As with pre-packs, I would prefer the solution to involve those who feel mistreated doing something about it, calling to account anyone who acted contrary to their duties, ethical or otherwise. As with pre-packs, however, the devil is in establishing a clear understanding of what is and what is not acceptable behaviour, rather than simply trusting a gut feeling. Tomlinson has aired a few relevant issues, but also some irrelevant ones, I think, which unfortunately cloud the picture.

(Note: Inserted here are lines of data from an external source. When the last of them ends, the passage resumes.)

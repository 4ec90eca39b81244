use serde::{Deserialize, Serialize};

/// World-space coordinates with a facing angle, as the engine reports them.
#[derive(Debug, Clone, Copy, PartialEq, Default, Serialize, Deserialize)]
pub struct Location {
    pub x: f32,
    pub y: f32,
    pub z: f32,
    #[serde(default)]
    pub o: f32,
}

impl Location {
    pub const fn new(x: f32, y: f32, z: f32, o: f32) -> Self {
        Self { x, y, z, o }
    }

    pub const fn point(x: f32, y: f32, z: f32) -> Self {
        Self { x, y, z, o: 0.0 }
    }

    /// Strict containment in the open rectangle `(min_x, max_x) x (min_y, max_y)`.
    pub fn inside_xy(self, min_x: f32, max_x: f32, min_y: f32, max_y: f32) -> bool {
        self.x > min_x && self.x < max_x && self.y > min_y && self.y < max_y
    }
}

But is anyone listening? The FT reported yesterday (http://www.ft.com/cms/s/0/550c5360-5c31-11e3-931e-00144feabdc0.html#ixzz2mVVnGjFz) that George Osborne has washed his hands of the report, although Mr Cable seems more convinced that there are genuine problems. However, whatever the conclusions of the FCA’s skilled person’s review, I am sure that insolvency regulators already are contemplating their next step. Some will see the Tomlinson report as an opportunity to renew calls for the end to bank panels of IPs. With a revision of the Insolvency Code of Ethics moving up the agenda of the Joint Insolvency Committee, I can see the ethics of the move from pre-appointment work to a subsequent appointment again being the subject of debate.